Fighting Child Obesity with Proper Fitness

The percentage of children who are obese has doubled over the past 30 years. Though there are several contributing factors to this epidemic; one of them is that children are not staying as active as they used to. Kids need approximately 60 minutes of moderate to strenuous activity a day, something they miss if the hours are spend in front of the TV or computer. Parents should incorporate scheduled activity as well as free time to play into their children’s daily routines to ensure that they are taking part in the three elements of fitness: strength, endurance and flexibility.

When adults think of strength, we think of weight training. Children, on the other hand, do not need a formal weight training session to be strong. Push-ups, pull-ups and stomach crunches are great ways to build muscle without ever picking up any weights.
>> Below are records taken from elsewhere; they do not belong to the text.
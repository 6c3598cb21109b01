//! Ordered payload mapping
//!
//! Field order is insertion order. Re-setting a key replaces its value in
//! place, so the key keeps its original position and is never duplicated.
//!
//! The infallible setters take a [`FieldValue`], which has no impl for
//! `f32`/`f64`: a NaN or infinite float has no JSON form, so floats go
//! through [`Payload::try_set_field`] (or an already-built `Value`).

use serde::Serialize;
use serde_json::{Map, Value};

use super::finite::ensure_finite;
use crate::error::GaError;

/// Value accepted by the infallible field setters.
///
/// Every implementor converts to JSON without loss.
pub trait FieldValue {
    fn into_value(self) -> Value;
}

impl FieldValue for Value {
    fn into_value(self) -> Value {
        self
    }
}

impl FieldValue for Map<String, Value> {
    fn into_value(self) -> Value {
        Value::Object(self)
    }
}

impl FieldValue for Vec<Value> {
    fn into_value(self) -> Value {
        Value::Array(self)
    }
}

impl<T: FieldValue> FieldValue for Option<T> {
    fn into_value(self) -> Value {
        self.map_or(Value::Null, FieldValue::into_value)
    }
}

macro_rules! field_value_via_from {
    ($($ty:ty),* $(,)?) => {
        $(
            impl FieldValue for $ty {
                fn into_value(self) -> Value {
                    Value::from(self)
                }
            }
        )*
    };
}

field_value_via_from!(
    bool, String, &str, i8, i16, i32, i64, isize, u8, u16, u32, u64, usize,
);

impl FieldValue for &String {
    fn into_value(self) -> Value {
        Value::String(self.clone())
    }
}

/// Key/value fields serialized into the request body of one message.
#[derive(Debug, Clone, Default, PartialEq)]
pub struct Payload {
    fields: Map<String, Value>,
}

impl Payload {
    /// Create an empty payload.
    pub fn new() -> Self {
        Self::default()
    }

    /// Set a single field. Last write wins.
    pub fn set_field(&mut self, key: impl Into<String>, value: impl FieldValue) {
        self.fields.insert(key.into(), value.into_value());
    }

    /// Set a single field from any serializable value.
    ///
    /// Fails before touching the payload if `value` has no JSON form: a NaN
    /// or infinite float anywhere inside it, or a map with non-string keys.
    pub fn try_set_field<T>(&mut self, key: impl Into<String>, value: &T) -> Result<(), GaError>
    where
        T: Serialize + ?Sized,
    {
        ensure_finite(value)?;
        let value = serde_json::to_value(value)?;
        self.fields.insert(key.into(), value);
        Ok(())
    }

    /// Shallow merge. Incoming keys overwrite existing ones; new keys are
    /// appended in iteration order.
    pub fn merge_fields<I, K, V>(&mut self, fields: I)
    where
        I: IntoIterator<Item = (K, V)>,
        K: Into<String>,
        V: FieldValue,
    {
        for (key, value) in fields {
            self.fields.insert(key.into(), value.into_value());
        }
    }

    pub fn get(&self, key: &str) -> Option<&Value> {
        self.fields.get(key)
    }

    pub fn len(&self) -> usize {
        self.fields.len()
    }

    pub fn is_empty(&self) -> bool {
        self.fields.is_empty()
    }

    /// Iterate fields in insertion order.
    pub fn iter(&self) -> impl Iterator<Item = (&String, &Value)> {
        self.fields.iter()
    }

    /// Owned JSON object copy of the current fields.
    pub fn to_value(&self) -> Value {
        Value::Object(self.fields.clone())
    }

    /// Compact JSON encoding used as the plaintext request body.
    pub fn to_json_bytes(&self) -> Result<Vec<u8>, GaError> {
        Ok(serde_json::to_vec(&self.fields)?)
    }
}

impl PartialEq<Value> for Payload {
    fn eq(&self, other: &Value) -> bool {
        matches!(other, Value::Object(map) if *map == self.fields)
    }
}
You children’s muscles are also being worked during play time when they are swinging from the monkey bars or doing handstands.

Endurance is developed through aerobic activity, when the heart beats faster and a person breathes harder. Aerobic activity strengthens the heart and improves the body’s ability to deliver oxygen to its cells when done regularly and for continuous periods of time. While adults may hit them gym and jump on the treadmill, kids develop their endurance from outside activities like playing tag, swimming or skating, just to name a few. The possibilities for kids’ endurance training are limitless when they are outside playing.

Flexibility is developed through stretching exercises. While getting a child to sit down and do yoga seems preposterous, they test their flexibility other ways. Everyday activities like practicing flips and splits, touching their toes or trying to get things that are just out of their reach increase children’s flexibility, which allows muscles and joints to bend easily through their full range of motion.

It’s important that young children should not stay inactive for longer than an hour at a time, other than when they are sleeping. School-age children should not be inactive for longer than two hours at a time, which most likely means limiting the amount of time they spend in front of the TV, computer or video gaming systems. The American Academy of Pediatrics recommends that children spend no more than two hours a day watching quality programming.

To raise a fit kid, help your child get involved in activities that are suitable to his or her age, and even incorporate activity into daily routines, such as taking the stairs instead of the elevator. When you establish a regular schedule for physical activity, be sure to make it something your child will enjoy. Putting a positive light on fitness will make it something that your child sticks with throughout his or her life. It is also important to embrace a healthy lifestyle for yourself to set a good example for your children.

Avoiding child obesity is not the only benefit of exercise and healthy eating. Exercise will give your child stronger muscles and bones as well as a leaner body. It will also lower your child’s risk for type two diabetes, and can lower blood pressure and cholesterol levels. Exercise and healthy living makes children feel good about themselves and gives them self-confidence, and starting early increases the chance that they will continue these good habits throughout their lives. Kids who are physically fit also sleep better and are better equipped to deal with the physical and emotional challenges of a typical day, like running to catch a bus, bending down to tie their shoes or studying for a test.